I thought maybe my Mother mistook the gift as some of her crap that she has been storing in my house and thus took it over to her house as she was moving stuff back. But she looked in her house, to no avail. And then she offered up a different gift in the meantime, suggesting that the original gift, a V-tech learning system, will hopefully show up in time for Ro's birthday in February.

"How about, Dunk The Ducks?"

Huh, what is that?

It is apparently some carnival game that makes noise and you need to dunk the ducks.

This game sounds
A. Annoying
B. Boring
C. Like it lacks substance
D. All of the above

I will go with "D" on this one, and yet I will take my mother up on her offer because I am sick and tired of So's incessant kvetching. Thank G-d they left her vocal chords intact when she had her tonsils removed.

But the gift showed up too late last night, so I promised them they would all get the gifts this morning. Which I guess is so apropos on the morning of December 25th. Only we lack the Christmas tree. We do have lovely Christmas pajamas though.
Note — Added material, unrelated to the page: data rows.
//! Filter list integrity checks using SHA-256 checksums
//!
//! Two checksums are involved. The stored checksum covers the raw bytes as
//! downloaded and tells a changed list from an identical one, and guards the
//! local cache against corruption. A declared checksum is published inside
//! the list itself (`! Checksum: sha256:...`) and covers the list body.

use ring::digest::{Context, SHA256};
use thiserror::Error;

use lg_compiler::{checksum_body, declared_checksum};

const PREFIX: &str = "sha256:";

/// Compute the SHA-256 checksum of content as `sha256:<hex>`.
pub fn compute_checksum(data: &[u8]) -> String {
    let mut context = Context::new(&SHA256);
    context.update(data);
    let digest = context.finish();
    format!("{}{}", PREFIX, hex::encode(digest.as_ref()))
}

/// Verify content against a `sha256:<hex>` checksum.
pub fn verify_checksum(data: &[u8], expected: &str) -> Result<(), IntegrityError> {
    let expected_hex = expected
        .strip_prefix(PREFIX)
        .ok_or(IntegrityError::InvalidFormat)?
        .to_ascii_lowercase();

    let actual = compute_checksum(data);
    let actual_hex = &actual[PREFIX.len()..];

    if actual_hex == expected_hex {
        Ok(())
    } else {
        Err(IntegrityError::ChecksumMismatch {
            expected: expected_hex,
            actual: actual_hex.to_string(),
        })
    }
}

/// Verify the checksum a list declares about itself, if it declares one we
/// can check. Legacy MD5 declarations are skipped.
pub fn verify_declared_checksum(text: &str) -> Result<(), IntegrityError> {
    match declared_checksum(text) {
        Some(declared) if declared.starts_with(PREFIX) => {
            verify_checksum(checksum_body(text).as_bytes(), declared)
        }
        Some(_) => {
            log::debug!("Ignoring unverifiable declared checksum");
            Ok(())
        }
        None => Ok(()),
    }
}

/// Errors that can occur during integrity verification
#[derive(Debug, Error)]
pub enum IntegrityError {
    /// Checksum format is invalid (missing "sha256:" prefix)
    #[error("Invalid checksum format, expected 'sha256:...'")]
    InvalidFormat,

    /// Computed checksum doesn't match expected checksum
    #[error("Checksum mismatch: expected {expected}, got {actual}")]
    ChecksumMismatch { expected: String, actual: String },
}

#[cfg(test)]
mod tests {
    use super::*;

    #[test]
    fn test_known_hash() {
        let expected = "sha256:b94d27b9934d3e08a52e52d7da7dabfac484efe37a5380ee9088f7ace2efcde9";
        assert_eq!(compute_checksum(b"hello world"), expected);
        assert!(verify_checksum(b"hello world", expected).is_ok());
        assert!(verify_checksum(b"hello world", &expected.to_ascii_uppercase().replace("SHA256:", "sha256:")).is_ok());
    }

    #[test]
    fn test_mismatch_and_format() {
        assert!(matches!(
            verify_checksum(b"hello", "sha256:00"),
            Err(IntegrityError::ChecksumMismatch { .. })
        ));
        assert!(matches!(verify_checksum(b"hello", "md5:00"), Err(IntegrityError::InvalidFormat)));
    }

    #[test]
    fn test_declared_checksum() {
        let body = "[Adblock Plus 2.0]\n||ads.example^\n";
        let declared = compute_checksum(body.as_bytes());
        let text = format!("[Adblock Plus 2.0]\r\n! Checksum: {declared}\r\n\r\n||ads.example^\r\n");
        assert!(verify_declared_checksum(&text).is_ok());

        let tampered = text.replace("ads.example", "ads.exampl3");
        assert!(verify_declared_checksum(&tampered).is_err());
    }

    #[test]
    fn test_legacy_declared_checksum_is_skipped() {
        let text = "[Adblock Plus 2.0]\n! Checksum: 5fkeT4vbTlqlA4ZsCxLoeQ\n||ads.example^\n";
        assert!(verify_declared_checksum(text).is_ok());
        assert!(verify_declared_checksum("||ads.example^\n").is_ok());
    }
}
And this morning, Ate received his 45 piece emergency vehicle set, at which point he immediately took the fire truck, ambulance and police car, and left the room leaving the other 42 miniature pieces scattered on the floor, causing my bare feet many strange indentations. But Ate was happy.

So received a piano, keyboard with many buttons to create a multitude of sound effects that will at some point push me to the brink of insanity. But I promised her last year, when Ate happened to be leaning over her previous keyboard, coincidentally as puke rained forth from his mouth, that I would get her a new one. Although I don't think it was the vomit that broke the piano, but rather the water that I had to pour over the damn thing to clean it out.

I began to worry when the piano would not work after I placed 4 brand new AA batteries inside. First the smoke detector, now my piano, I have no luck with brand new batteries. But I guess the piano just needed time to warm up. After all, it had been sitting in the back of my van for over a week. And So was happy.

And now it was Ro's turn. We gave her the lovely "Dunk The Duck" gift, which in retrospect I maybe should have looked at before hand, and her response...

"Iiiiiiii dooooooooon't liiiiiiiike thiiiiiiis."

Ohh look I said, it will be so fun. Let's see how we can dunk the ducks. And then I looked at it.

They should call this thing "Shoot The Ducks" because that is exactly what you need to do. And I am now looking at the toy gun that I swore would never make it into my house. Here it is....IN MY HOUSE!!!

So what gets a kid very interested in a toy that two seconds prior, they hated?

When Mommy says, "You know, I don't really like guns, maybe we should get you a different present some other day."

Me and my big mouth...

Now she wants the toy. So we put 4 AA batteries in the duck part. Of all the stinkin' batteries that work on the first shot...dang it. And then we put 2 AAA batteries in the gun so it can make a very pleasant shooting sound effect. Damn - those batteries work also. But then we realize the duck part only semi-works.

It is literally like the carnival game, complete with annoying carnival music and voice of "Booth Man" yelling, "Step right up" and "Good shot". The only part that doesn't work, the whole point of the game, is the belt the ducks are on that is supposed to move them around as you shoot and dunk them when you make the target.

So I explained to Ro that the game was broken, and we would have to get her a different one.

And she kindly reminded me, that the gun still works.

And off she went, shooting her pistol, complete with sounds of shots fired. And Ro was happy.